The possible params values are listed below and also, the params which conducted to the model with the lowest error. The alpha selected was 10.00 and (20, 20) as hidden layers size.

Check the adequacy of the best hyperparameters.

In [None]:
cv_mlp = joblib.load('mlp_search_results_kf.joblib')

print("alpha_range: %.2f - %.2f" % (np.array(l_alpha).min(), np.array(l_alpha).max()))
print('best_alpha = %.2f' % (cv_mlp.best_params_['regressor__mlp__alpha']))
print('----------')

print(f"layer_sizes = {[(20,), (20, 20), (20, 20, 20)]}" )
best_size = cv_mlp.best_params_['regressor__mlp__hidden_layer_sizes']
print(f'best_hidden_layer_sizes = {best_size}')
print('----------')

print(f"max_iter range: 1000 - 100000")
best_max_iter = cv_mlp.best_params_['regressor__mlp__max_iter']
print(f"best max_iter = {best_max_iter}")
print('----------')

print('best_cv_mae = %.3f' % (-cv_mlp.best_score_))

The table below shows the five configurations which reached the highest performance during GridSearch. It can be seen that the best model reached an score

In [None]:
mlp_search = pd.DataFrame.from_dict(cv_mlp.cv_results_)
mlp_search.sort_values(by='mean_test_score', ascending=False)[['param_regressor__mlp__alpha',\
                                                                      'param_regressor__mlp__hidden_layer_sizes',\
                                                                      'mean_test_score',
                                                                       'mean_train_score']][:5]

In the following graphic we plot the errors with respect to *alpha*. It can be seen that while the higher the alpha, also increments the absolute error. 

In [None]:
plt.figure(figsize=(16, 5))
plt.subplot(1, 3, 1)
plt.title('C_vs_mae')
plt.xlabel('C')
plt.ylabel('cv mae')
plt.xscale('log')
_ = plt.plot(mlp_search['param_regressor__mlp__alpha'], -mlp_search['mean_test_score'], '.')

In [None]:
# plt.xticks(range(len(l_alpha)), l_alpha, rotation=45)
# _ = plt.plot(-cv_mlp.cv_results_['mean_test_score'])

## Testing the MLPR model

Do it over the entire dataset using `cross_val_predict`, get the CV MAE and draw the appropriate plots.
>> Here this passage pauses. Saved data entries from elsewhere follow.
use clap::Parser;
use grc_schema_builder::cli::Cli;
use grc_schema_builder::config::{ClipboardTarget, IdStrategy, Settings};
use grc_schema_builder::domain::IdGenerator;
use std::fs;
use tempfile::TempDir;

#[test]
fn test_load_toml_config() -> anyhow::Result<()> {
    let temp_dir = TempDir::new()?;
    let root = temp_dir.path();

    let config_toml = r#"
[editor]
reorder_base = 1
id_strategy = "sequential"
sequential_prefix = "grc"

[logging]
level = "debug"

[export]
clipboard = "file"
clipboard_path = "schema.json"
"#;
    fs::write(root.join("grc-schema.toml"), config_toml)?;

    let settings = Settings::from_root(root.to_str().unwrap())?;
    assert_eq!(settings.editor.reorder_base, 1);
    assert_eq!(settings.editor.id_strategy, IdStrategy::Sequential);
    assert_eq!(settings.editor.sequential_prefix, "grc");
    assert_eq!(settings.logging.level, "debug");
    assert_eq!(settings.export.clipboard, ClipboardTarget::File);
    assert_eq!(settings.export.clipboard_path.as_deref(), Some(std::path::Path::new("schema.json")));

    Ok(())
}

#[test]
fn test_missing_config_uses_defaults() -> anyhow::Result<()> {
    let temp_dir = TempDir::new()?;
    let settings = Settings::from_root(temp_dir.path().to_str().unwrap())?;

    assert_eq!(settings.editor.reorder_base, 0);
    assert_eq!(settings.editor.id_strategy, IdStrategy::Uuid);
    assert_eq!(settings.logging.level, "info");
    assert_eq!(settings.export.clipboard, ClipboardTarget::Stdout);

    Ok(())
}

#[test]
fn test_invalid_config_is_rejected() -> anyhow::Result<()> {
    let temp_dir = TempDir::new()?;
    let root = temp_dir.path();

    let config_toml = r#"
[editor]
reorder_base = 7

[export]
clipboard = "file"
"#;
    fs::write(root.join("grc-schema.toml"), config_toml)?;

    let err = Settings::from_root(root.to_str().unwrap()).unwrap_err();
    let message = err.to_string();
    assert!(message.contains("Configuration validation failed"));
    assert!(message.contains("editor.reorder_base"));
    assert!(message.contains("export.clipboard_path"));

    Ok(())
}

#[test]
fn test_cli_overrides_config_file() -> anyhow::Result<()> {
    let temp_dir = TempDir::new()?;
    let config_path = temp_dir.path().join("custom.toml");
    fs::write(&config_path, "[editor]\nid_strategy = \"uuid\"\nsequential_prefix = \"node\"\n")?;

    let cli = Cli::parse_from([
        "grc-schema-builder",
        "--config",
        config_path.to_str().unwrap(),
        "--ids",
        "sequential",
    ]);
    let settings = Settings::new_with_cli(&cli)?;
    assert_eq!(settings.editor.id_strategy, IdStrategy::Sequential);
    assert_eq!(settings.editor.sequential_prefix, "node");

    Ok(())
}

#[test]
fn test_session_from_settings() -> anyhow::Result<()> {
    let temp_dir = TempDir::new()?;
    let clipboard_path = temp_dir.path().join("clipboard.json");

    let mut settings = Settings::default();
    settings.editor.id_strategy = IdStrategy::Sequential;
    settings.editor.sequential_prefix = "grc".to_string();
    settings.editor.reorder_base = 1;
    settings.export.clipboard = ClipboardTarget::File;
    settings.export.clipboard_path = Some(clipboard_path.clone());

    let mut session = grc_schema_builder::create_session(&settings)?;
    assert_eq!(session.ids().generate(), "grc-1");

    let a = session.add_module();
    let b = session.add_module();
    assert_eq!(a, "grc-2");
    session.reorder_modules(&[b.as_str(), a.as_str()]);
    assert_eq!(session.tree().module(&b).unwrap().order, 1);

    session.copy_to_clipboard();
    assert_eq!(fs::read_to_string(&clipboard_path)?, session.preview_json()?);

    Ok(())
}
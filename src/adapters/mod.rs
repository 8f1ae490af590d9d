//! Implementations of the domain ports, plus the command-script driver.

pub mod clipboard;
pub mod clock;
pub mod ids;
pub mod script;
//! Clipboard sinks for the exported document.
//!
//! A headless shell has no system clipboard, so "copy" means handing the text
//! to one of these. The editor never looks at the outcome beyond logging it.

use std::io::Write;
use std::path::{Path, PathBuf};
use std::sync::Mutex;

use crate::domain::{ClipboardError, ClipboardSink};

/// Writes the text to standard output.
#[derive(Debug, Default, Clone, Copy)]
pub struct StdoutSink;

impl ClipboardSink for StdoutSink {
    fn write_text(&self, text: &str) -> Result<(), ClipboardError> {
        let mut stdout = std::io::stdout().lock();
        stdout.write_all(text.as_bytes())?;
        stdout.write_all(b"\n")?;
        stdout.flush()?;
        Ok(())
    }
}

/// Overwrites a file with the text on every copy.
#[derive(Debug, Clone)]
pub struct FileSink {
    path: PathBuf,
}

impl FileSink {
    pub fn new(path: impl Into<PathBuf>) -> Self {
        Self { path: path.into() }
    }

    pub fn path(&self) -> &Path {
        &self.path
    }
}

impl ClipboardSink for FileSink {
    fn write_text(&self, text: &str) -> Result<(), ClipboardError> {
        std::fs::write(&self.path, text)?;
        Ok(())
    }
}

/// Drops everything.
#[derive(Debug, Default, Clone, Copy)]
pub struct DiscardSink;

impl ClipboardSink for DiscardSink {
    fn write_text(&self, _text: &str) -> Result<(), ClipboardError> {
        Ok(())
    }
}

/// Keeps every copied text in memory
#[derive(Debug, Default)]
pub struct MemorySink {
    entries: Mutex<Vec<String>>,
}

impl MemorySink {
    pub fn new() -> Self {
        Self::default()
    }

    /// Most recently copied text
    pub fn last(&self) -> Option<String> {
        self.entries.lock().ok()?.last().cloned()
    }

    pub fn len(&self) -> usize {
        self.entries.lock().map(|e| e.len()).unwrap_or(0)
    }

    pub fn is_empty(&self) -> bool {
        self.len() == 0
    }
}

impl ClipboardSink for MemorySink {
    fn write_text(&self, text: &str) -> Result<(), ClipboardError> {
        let mut entries = self
            .entries
            .lock()
            .map_err(|_| ClipboardError::Unavailable("memory sink lock poisoned".to_string()))?;
        entries.push(text.to_string());
        Ok(())
    }
}
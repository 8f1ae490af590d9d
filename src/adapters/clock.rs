//! Clock implementations.

use chrono::{DateTime, Duration, Utc};
use std::sync::Mutex;

use crate::domain::Clock;

/// Reads the system wall-clock.
#[derive(Debug, Default, Clone, Copy)]
pub struct SystemClock;

impl Clock for SystemClock {
    fn now(&self) -> DateTime<Utc> {
        Utc::now()
    }
}

/// Returns a settable instant. Used where timestamps must be predictable.
#[derive(Debug)]
pub struct FixedClock {
    instant: Mutex<DateTime<Utc>>,
}

impl FixedClock {
    pub fn new(instant: DateTime<Utc>) -> Self {
        Self {
            instant: Mutex::new(instant),
        }
    }

    pub fn set(&self, instant: DateTime<Utc>) {
        let mut current = self.instant.lock().unwrap_or_else(|poisoned| poisoned.into_inner());
        *current = instant;
    }

    pub fn advance(&self, by: Duration) {
        let mut current = self.instant.lock().unwrap_or_else(|poisoned| poisoned.into_inner());
        *current += by;
    }
}

impl Clock for FixedClock {
    fn now(&self) -> DateTime<Utc> {
        *self.instant.lock().unwrap_or_else(|poisoned| poisoned.into_inner())
    }
}
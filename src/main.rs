use anyhow::Context;
use clap::Parser;
use grc_schema_builder::adapters::script::{Script, ScriptRunner};
use grc_schema_builder::cli::Cli;
use grc_schema_builder::config::Settings;
use grc_schema_builder::domain::SchemaTree;
use tracing::{info, warn};
use tracing_subscriber::EnvFilter;

fn main() -> anyhow::Result<()> {
    let cli = Cli::parse();

    // Load configuration
    let settings = Settings::new_with_cli(&cli)?;

    // Initialize tracing; stdout is reserved for the exported document
    let filter = EnvFilter::try_from_default_env().unwrap_or_else(|_| EnvFilter::new(&settings.logging.level));
    tracing_subscriber::fmt()
        .with_env_filter(filter)
        .with_writer(std::io::stderr)
        .init();

    info!("Starting GRC Schema Builder (config: {})", cli.config.display());

    let mut session = grc_schema_builder::create_session(&settings)?;

    if let Some(input) = &cli.input {
        let text = std::fs::read_to_string(input)
            .with_context(|| format!("Failed to read input document {}", input.display()))?;
        let tree = SchemaTree::from_json(&text)
            .with_context(|| format!("Failed to parse input document {}", input.display()))?;
        info!("Loaded {} modules from {}", tree.modules.len(), input.display());
        session = session.with_tree(tree);
    }

    if let Some(path) = &cli.script {
        let script = Script::from_path(path)?;
        if script.is_empty() {
            warn!("Script {} has no commands", path.display());
        }
        info!("Running {} commands from {}", script.len(), path.display());
        let report = ScriptRunner::new(&mut session).run(&script)?;
        info!("Applied {} commands, ignored {}", report.applied, report.ignored);
    }

    let document = session.preview_json()?;
    match &cli.output {
        Some(output) => {
            std::fs::write(output, &document)
                .with_context(|| format!("Failed to write {}", output.display()))?;
            info!("Schema written to {}", output.display());
        }
        None => println!("{}", document),
    }

    Ok(())
}
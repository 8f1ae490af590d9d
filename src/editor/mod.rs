//! Editor session: the single owner of the schema snapshot.
//!
//! The session holds the current [`SchemaTree`] behind an `Arc` and replaces
//! it wholesale on every mutation. Callers that grabbed a snapshot earlier keep
//! a consistent view. Selection (which module and which form are expanded) and
//! open drafts live next to the tree, never inside it.
//!
//! Mutations are reached either directly (module-level operations) or through
//! the handles returned by [`EditorSession::module`], which bind the ids of the
//! entity being edited the way a nested editor component would.

use chrono::{DateTime, Utc};
use std::sync::Arc;
use tracing::{debug, warn};

use crate::adapters::clipboard::DiscardSink;
use crate::adapters::clock::SystemClock;
use crate::adapters::ids::UuidGenerator;
use crate::domain::{
    ClipboardSink, Clock, FieldPatch, Form, FormPatch, IdGenerator, Module, ModulePatch, SchemaResult,
    SchemaTree,
};

pub mod draft;
pub mod handles;

pub use draft::{EditBuffers, EditState, FieldDraft, FormDraft, ModuleDraft};
pub use handles::{FieldEditor, FormEditor, ModuleEditor};

/// At most one expanded module and one expanded form
#[derive(Debug, Clone, Default, PartialEq, Eq)]
pub struct Selection {
    active_module_id: Option<String>,
    active_form_id: Option<String>,
}

impl Selection {
    pub fn active_module(&self) -> Option<&str> {
        self.active_module_id.as_deref()
    }

    pub fn active_form(&self) -> Option<&str> {
        self.active_form_id.as_deref()
    }

    pub fn is_module_expanded(&self, module_id: &str) -> bool {
        self.active_module() == Some(module_id)
    }

    pub fn is_form_expanded(&self, form_id: &str) -> bool {
        self.active_form() == Some(form_id)
    }
}

pub struct EditorSession {
    tree: Arc<SchemaTree>,
    selection: Selection,
    module_edits: EditBuffers<ModuleDraft>,
    form_edits: EditBuffers<FormDraft>,
    field_edits: EditBuffers<FieldDraft>,
    ids: Arc<dyn IdGenerator>,
    clock: Arc<dyn Clock>,
    clipboard: Arc<dyn ClipboardSink>,
    reorder_base: i64,
}
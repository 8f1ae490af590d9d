use grc_schema_builder::adapters::clipboard::MemorySink;
use grc_schema_builder::adapters::clock::SystemClock;
use grc_schema_builder::adapters::ids::SequentialGenerator;
use grc_schema_builder::adapters::script::{Script, ScriptError, ScriptReport, ScriptRunner};
use grc_schema_builder::domain::{FieldType, SchemaTree};
use grc_schema_builder::editor::EditorSession;
use std::fs;
use std::sync::Arc;
use tempfile::TempDir;

fn session() -> EditorSession {
    EditorSession::new(
        Arc::new(SequentialGenerator::new("id")),
        Arc::new(SystemClock),
        Arc::new(MemorySink::new()),
    )
}

#[test]
fn test_yaml_script_from_file() -> anyhow::Result<()> {
    let temp_dir = TempDir::new()?;
    let path = temp_dir.path().join("build.yaml");
    let script_yaml = r#"
- op: add_module
  as: vendors
- op: add_module
  as: controls
- op: update_module
  module: controls
  set:
    name: Controls
- op: reorder_modules
  modules: [controls, vendors]
- op: add_form
  module: controls
  as: review
- op: update_form
  module: controls
  form: review
  set:
    title: Quarterly review
    description: Evidence collected each quarter
- op: add_field
  module: controls
  form: review
  as: outcome
- op: edit_field
  module: controls
  form: review
  field: outcome
  set:
    name: outcome
    type: radio
    required: false
  add_options: [Pass, Fail]
- op: toggle_form
  module: controls
  form: review
"#;
    fs::write(&path, script_yaml)?;

    let mut session = session();
    let script = Script::from_path(&path)?;
    let report = ScriptRunner::new(&mut session).run(&script)?;
    assert_eq!(report, ScriptReport { applied: 9, ignored: 0 });

    let tree = session.tree();
    let names: Vec<&str> = tree
        .modules_in_display_order()
        .into_iter()
        .map(|m| m.name.as_str())
        .collect();
    assert_eq!(names, vec!["Controls", "New Module 1"]);

    let controls = Arc::clone(tree.modules_in_display_order()[0]);
    let review = &controls.forms[0];
    assert_eq!(review.title, "Quarterly review");
    assert!(!review.enabled);

    let outcome = &review.form_fields[0];
    assert_eq!(outcome.name, "outcome");
    assert_eq!(outcome.field_type, FieldType::Radio);
    assert!(!outcome.required);
    let labels: Vec<&str> = outcome.options.iter().map(|o| o.label.as_str()).collect();
    assert_eq!(labels, vec!["Pass", "Fail"]);

    Ok(())
}

#[test]
fn test_json_script_against_loaded_document() -> anyhow::Result<()> {
    let temp_dir = TempDir::new()?;
    let path = temp_dir.path().join("edit.json");
    fs::write(
        &path,
        r#"[
            {"op": "update_module", "module": "mod-1", "set": {"name": "Renamed"}},
            {"op": "delete_form", "module": "mod-1", "form": "form-1"},
            {"op": "copy"}
        ]"#,
    )?;

    let seed = r#"{
        "modules": [{
            "moduleId": "mod-1",
            "name": "Incidents",
            "order": 0,
            "enabled": true,
            "forms": [{
                "formId": "form-1",
                "moduleId": "mod-1",
                "title": "Only form",
                "description": "",
                "order": 0,
                "enabled": true,
                "formFields": [],
                "createdAt": "2024-01-01T00:00:00Z",
                "updatedAt": "2024-01-01T00:00:00Z"
            }],
            "createdAt": "2024-01-01T00:00:00Z",
            "updatedAt": "2024-01-01T00:00:00Z"
        }],
        "organizationalHierarchy": [{"level": "Business Unit"}],
        "riskType": []
    }"#;

    let mut session = session();
    session.load(SchemaTree::from_json(seed)?);
    let report = ScriptRunner::new(&mut session).run(&Script::from_path(&path)?)?;
    assert_eq!(report.applied, 3);

    let module = session.tree().module("mod-1").unwrap();
    assert_eq!(module.name, "Renamed");
    assert!(module.forms.is_empty());
    assert_eq!(session.tree().organizational_hierarchy.len(), 1);

    Ok(())
}

#[test]
fn test_malformed_script_is_reported() -> anyhow::Result<()> {
    let temp_dir = TempDir::new()?;
    let path = temp_dir.path().join("bad.yaml");
    fs::write(&path, "- op: launch_rockets\n")?;

    assert!(matches!(Script::from_path(&path), Err(ScriptError::Yaml(_))));
    Ok(())
}

#[test]
fn test_missing_script_file() {
    let err = Script::from_path("/no/such/script.yaml").unwrap_err();
    assert!(matches!(err, ScriptError::Io { .. }));
}
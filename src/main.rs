#![deny(clippy::unwrap_used)]
#![deny(clippy::expect_used)]
#![deny(clippy::panic)]
#![warn(clippy::pedantic)]
#![warn(clippy::nursery)]
#![forbid(unsafe_code)]

mod cli;
mod config;
mod output;

use clap::Parser;
use cli::{Cli, Commands, OutputFormat};
use finder::error::get_error_info;
use finder::inventory::build_inventory;
use finder::{
    list_repositories, resolve_provenance, resolve_report_links, scan_account, FinderError,
    GitHubClient, ProgressSink, RepoName, Result, TracingProgress,
};
use output::{emit_output, render_inventories, render_repositories, StderrProgress};
use serde_json::json;
use tracing::{error, info};
use tracing_subscriber::EnvFilter;

#[tokio::main]
async fn main() {
    dotenv::dotenv().ok();
    tracing_subscriber::fmt()
        .with_env_filter(
            EnvFilter::try_from_default_env().unwrap_or_else(|_| EnvFilter::new("warn")),
        )
        .with_writer(std::io::stderr)
        .init();

    let cli = Cli::parse();
    let command = cli.command.name();
    if let Err(err) = run(cli).await {
        error!(command, code = err.code(), "{err}");
        eprintln!("Error: {err}");
        if let Some((_, fix)) = get_error_info(err.code()) {
            eprintln!("Hint: {fix}");
        }
        std::process::exit(err.exit_code());
    }
}

async fn run(cli: Cli) -> Result<()> {
    // Validate arguments before any credential or network work.
    let target = match &cli.command {
        Commands::Links { repo } => Some(RepoName::parse(repo)?),
        Commands::Repos | Commands::Scan { .. } => None,
    };

    let config = config::load_config(cli.config, cli.token, cli.per_page).await?;
    info!(?config, "configuration loaded");
    let client = GitHubClient::new(&config.client_options())?;
    let settings = config.settings();
    let progress: &dyn ProgressSink = match cli.output {
        OutputFormat::Text => &StderrProgress,
        OutputFormat::Json => &TracingProgress,
    };

    match cli.command {
        Commands::Repos => {
            let listed = list_repositories(&client, &settings).await;
            if let Some(err) = listed.interrupted.as_ref().filter(|_| listed.failed_outright()) {
                return Err(FinderError::ApiError(err.to_string()));
            }
            match cli.output {
                OutputFormat::Text => print!("{}", render_repositories(&listed.items)),
                OutputFormat::Json => emit_output(
                    cli.output,
                    "repos",
                    json!({ "repos": listed.items, "complete": listed.interrupted.is_none() }),
                ),
            }
        }
        Commands::Scan { links } => {
            let mut report = scan_account(&client, &settings, progress).await;
            let mut summaries = Vec::new();
            if links {
                (report, summaries) =
                    resolve_report_links(&client, &settings, report, progress).await;
            }
            match cli.output {
                OutputFormat::Text => print!("{}", render_inventories(report.repos())),
                OutputFormat::Json => {
                    let summaries: Vec<_> = summaries
                        .into_iter()
                        .map(|(repo, summary)| json!({ "repo": repo, "summary": summary }))
                        .collect();
                    emit_output(
                        cli.output,
                        "scan",
                        json!({
                            "total_size_in_bytes": report.total_size_in_bytes(),
                            "artifact_count": report.artifact_count(),
                            "repos": serde_json::to_value(&report)?,
                            "resolutions": summaries,
                        }),
                    );
                }
            }
        }
        Commands::Links { .. } => {
            let repo = target.ok_or_else(|| {
                FinderError::Internal("repository argument was not parsed".to_string())
            })?;
            let inventory = build_inventory(&client, &settings, &repo, progress).await;
            let result = resolve_provenance(&client, &settings, inventory, progress).await;
            match cli.output {
                OutputFormat::Text => {
                    print!("{}", render_inventories(std::slice::from_ref(result.inventory())));
                }
                OutputFormat::Json => emit_output(
                    cli.output,
                    "links",
                    json!({
                        "repo": repo,
                        "summary": result.summary(),
                        "artifacts": serde_json::to_value(result.artifacts())?,
                    }),
                ),
            }
        }
    }

    Ok(())
}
We test the model over the entire dataset using the function `cross_val_predict`. In addtion, we plot the predicted and the real values and calculate the MAE.

In [None]:
y_pred_mlp_cv = np.clip(cross_val_predict(cv_mlp.best_estimator_, x, y, cv=kf, n_jobs=-1), 0., 200.)

In [None]:
plt.figure( figsize=(8,6))

plt.title('Real vs CV Predicted Values')
plt.xlabel('wind_energy')
plt.ylabel('wind_energy_CV_predicted')
_ = plt.plot(y, y_pred_mlp_cv, '.', y, y, '-')

In [None]:
from sklearn.metrics import mean_absolute_error

print("MAE: %.3f" % mean_absolute_error(y, y_pred_mlp_cv))

## MLP Residual histograms and relationship with targets

Show and discuss them.

In this section we show two graphics related to the model errors. In the first one we show the error distribution and in the second one the real values agains the erros in each of the observation in the dataset.

In [None]:
err = y - y_pred_mlp_cv

print("mae: %.3f" % (abs(err).mean()) )

plt.figure(figsize=(16,6))

plt.subplot(1,2,1)
plt.title("CV Error histogram")
plt.xlabel("Errs")
plt.ylabel("Err frequencies")
_ = plt.hist(err, bins=31)

plt.subplot(1,2,2)
plt.title("CV Error evolution")
plt.xlabel("wind_energy")
plt.ylabel("Errs")
_ = plt.plot(y, err, '*', y, 0.*y, '-')

plt.show()

The first graphic shows that errors have mean close to cero, but they do not look normally distributed. There are more observations with positive error than negative which means that in most of the cases the predicted value is below the real one. This translated to natural language, means that most of the time the model predicts greater wind energy thet the real one. On the other hand, the second graphic shows that the model is more exact in values close to the media, however, in extremes values, high or small, the model gets a greater error, which means that the model gets wrong in high and small wind ebergy values. This figure also shows that there are more points above the zero line than below, confirming what express the histogram.

# SV Regressor

This section is dedicated to the SV Regressor. We will be training a SV regresors with gaussian kernels, reason why we have to set hyperparameters `C, gamma` and the `epsilon` insensitivity. We perform a GridSearchCV to find the parameters which best fit models. As we are going to optimize three values, the search space increases considerably so we need to downsample the original data to values every three hours, making the dataset smaller.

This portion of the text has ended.